According to Weise, Ethan transitioned from being non-verbal to being a chatterbox. “He talks non-stop. There are times when we have to tell him that he is disturbing the neighbours. Having a sibling also helped to improve his speech and conversational skills as she constantly engages him, which forces him to respond. Like most siblings, they fight a lot, they argue all the time but, most importantly, they look out for each other,” she said.
Being a Christian, she said has helped in maintaining a positive attitude. “We realised early that God gifted us with an exceptional child and in order for him to have the best outcome, positive thinking is important not just for us as parents – but to encourage him so that he knows he is not defined by autism or any other label. We can’t change who he is as he was born this way, but we can change how he sees himself,” Weise said.

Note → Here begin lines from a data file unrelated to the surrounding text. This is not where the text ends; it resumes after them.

//! Outer working-set driver.
//!
//! Each round refreshes the global dual point from the current fit, computes
//! the duality gap against the best dual objective seen so far, screens
//! features that provably cannot be active, grows a working set of the most
//! promising survivors, and delegates the restricted subproblem to the inner
//! coordinate-descent solver. The loop stops when the gap drops below the
//! tolerance or the iteration budget runs out; the latter is reported to the
//! caller through the gap trace, not as an error.

use ndarray::{Array1, ArrayView1};
use num_traits::ToPrimitive;

use crate::Float;
use crate::cd;
use crate::design::DesignMatrix;
use crate::objective;
use crate::screening;
use crate::types::{SolveParams, SolveReport, SolverError, Task};

/// Solves one L1-regularized problem at a fixed regularization strength.
///
/// `w` (coefficients), `fit` (residual for the Lasso, margin for logistic
/// regression) and `theta` (a dual-feasible point) are read as the starting
/// state and mutated in place; the caller guarantees `fit` is consistent
/// with `w` (see [`crate::compute_fit`]) and `norms` holds the precomputed
/// centered column norms (see [`DesignMatrix::column_norms`]).
#[allow(clippy::too_many_arguments)]
pub fn solve<F: Float, D: DesignMatrix<F>>(
    design: &D,
    y: ArrayView1<F>,
    task: Task,
    alpha: F,
    w: &mut Array1<F>,
    fit: &mut Array1<F>,
    theta: &mut Array1<F>,
    norms: ArrayView1<F>,
    params: &SolveParams<F>,
) -> Result<SolveReport<F>, SolverError> {
    validate(design, y, task, alpha, w, fit, theta, norms)?;

    let n_samples = design.n_samples();
    let n_features = design.n_features();
    let norm_y2 = y.dot(&y);

    let mut screened = vec![false; n_features];
    let mut n_screened = 0usize;
    let mut prios = Array1::<F>::zeros(n_features);
    let mut theta_inner = Array1::<F>::zeros(n_samples);
    let mut lc: Array1<F> = match task {
        Task::Lasso => norms.mapv(|v| v * v),
        Task::Logistic => norms.mapv(|v| v * v / F::cast(4.0)),
    };
    let mut ws: Vec<usize> = Vec::new();
    let mut trace: Vec<(F, F)> = Vec::with_capacity(params.max_iter);
    let mut highest_d_obj = F::zero();

    for t in 0..params.max_iter {
        // Refresh the global dual point, except on the first iteration where
        // the caller-supplied point is used as-is. The dual point left by
        // the previous inner solve competes with the fresh candidate; the
        // better certificate wins.
        let d_obj = if t == 0 {
            objective::dual(task, alpha, norm_y2, y, theta.view())
        } else {
            objective::dual_candidate(task, alpha, y, fit.view(), theta);
            objective::make_feasible(design, theta, &screened, params.positive);
            let mut d_obj = objective::dual(task, alpha, norm_y2, y, theta.view());

            objective::make_feasible(design, &mut theta_inner, &screened, params.positive);
            let d_obj_inner = objective::dual(task, alpha, norm_y2, y, theta_inner.view());
            if d_obj_inner > d_obj {
                d_obj = d_obj_inner;
                theta.assign(&theta_inner);
            }
            d_obj
        };

        // Dual objectives are not monotone across rounds; the gap is always
        // measured against the best one seen.
        if t == 0 || d_obj > highest_d_obj {
            highest_d_obj = d_obj;
        }

        let p_obj = objective::primal(task, alpha, y, fit.view(), w.view());
        let gap = p_obj - highest_d_obj;
        trace.push((p_obj, gap));
        log::info!("iter {}: primal {:.10}, gap {:.2e}", t, p_obj, gap);

        if gap < params.tol {
            log::info!(
                "early exit at iteration {}: gap {:.2e} < {:.2e}",
                t,
                gap,
                params.tol
            );
            break;
        }

        let radius = screening::safe_radius(task, gap, n_samples, alpha);
        n_screened = screening::screen_features(
            design,
            theta.view(),
            norms.view(),
            &mut prios,
            &mut screened,
            radius,
            n_screened,
            params.positive,
        );

        // Features with nonzero coefficients are always kept; without
        // pruning the previous working set's unscreened members stay too.
        let mut ws_size = if params.prune {
            let mut nnz = 0usize;
            for j in 0..n_features {
                if w[j] != F::zero() {
                    prios[j] = -F::one();
                    nnz += 1;
                }
            }
            if t == 0 {
                if nnz == 0 { params.p0 } else { nnz }
            } else {
                2 * nnz
            }
        } else {
            for j in 0..n_features {
                if w[j] != F::zero() {
                    prios[j] = -F::one();
                }
            }
            if t == 0 {
                params.p0
            } else {
                for &j in &ws {
                    if !screened[j] {
                        prios[j] = -F::one();
                    }
                }
                2 * ws.len()
            }
        };
        if ws_size > n_features - n_screened {
            ws_size = n_features - n_screened;
        }

        ws = if ws_size == n_features {
            (0..n_features).collect()
        } else {
            select_smallest(&prios, ws_size)
        };

        let tol_inner = if params.prune {
            params.tol_ratio_inner * gap
        } else {
            params.tol
        };
        log::info!(
            "{} features in subproblem ({} screened)",
            ws.len(),
            n_screened
        );

        cd::solve_subproblem(
            design,
            y,
            task,
            alpha,
            w,
            fit,
            &mut theta_inner,
            &ws,
            norms,
            &mut lc,
            norm_y2,
            tol_inner,
            params,
        );
    }

    Ok(SolveReport { trace })
}

/// Indices of the `count` smallest priorities, in ascending index order.
/// A partial selection, not a full sort.
fn select_smallest<F: Float>(prios: &Array1<F>, count: usize) -> Vec<usize> {
    let mut order: Vec<usize> = (0..prios.len()).collect();
    if count == 0 {
        return Vec::new();
    }
    if count < order.len() {
        order.select_nth_unstable_by(count - 1, |&a, &b| {
            prios[a]
                .partial_cmp(&prios[b])
                .expect("priorities must not be NaN")
        });
        order.truncate(count);
    }
    order.sort_unstable();
    order
}

#[allow(clippy::too_many_arguments)]
fn validate<F: Float, D: DesignMatrix<F>>(
    design: &D,
    y: ArrayView1<F>,
    task: Task,
    alpha: F,
    w: &Array1<F>,
    fit: &Array1<F>,
    theta: &Array1<F>,
    norms: ArrayView1<F>,
) -> Result<(), SolverError> {
    if !(alpha > F::zero()) {
        return Err(SolverError::InvalidRegularization(
            alpha.to_f64().unwrap_or(f64::NAN),
        ));
    }
    let n_samples = design.n_samples();
    let n_features = design.n_features();
    let checks = [
        ("target vector", n_samples, y.len()),
        ("fit vector", n_samples, fit.len()),
        ("dual point", n_samples, theta.len()),
        ("coefficient vector", n_features, w.len()),
        ("column norms", n_features, norms.len()),
    ];
    for (what, expected, actual) in checks {
        if expected != actual {
            return Err(SolverError::DimensionMismatch {
                what,
                expected,
                actual,
            });
        }
    }
    if task == Task::Logistic {
        let one = F::one();
        if y.iter().any(|&yi| yi != one && yi != -one) {
            return Err(SolverError::InvalidTargets);
        }
    }
    Ok(())
}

It is her dream for society to understand and appreciate that all children are special and unique in their own way. “I have heard persons refer to special-needs children as handicaps in a derogatory manner, not realising that this is actually damaging to the psyche of the child. Being different should no longer be viewed in a negative light, as the Bible reminds us that children are a heritage from the Lord,” she said.
Weise hopes that in time, access to care and treatment for special-needs children becomes accessible and affordable for all parents. “Most parents of autistic children will tell you that it is an expensive venture, and without such access, our children may not have a chance at a normal life,” she said.
“I hope that Ethan maximises his true potential and to find his passion and purpose in life, whether this is through conventional educational pursuits or through the acquisition of a skill. I want to see him become a man who will eventually have a family of his own, to be able to provide for them and make a meaningful contribution to society in his own way, as Ethan Clarke – not as someone who is autistic,” Weise noted.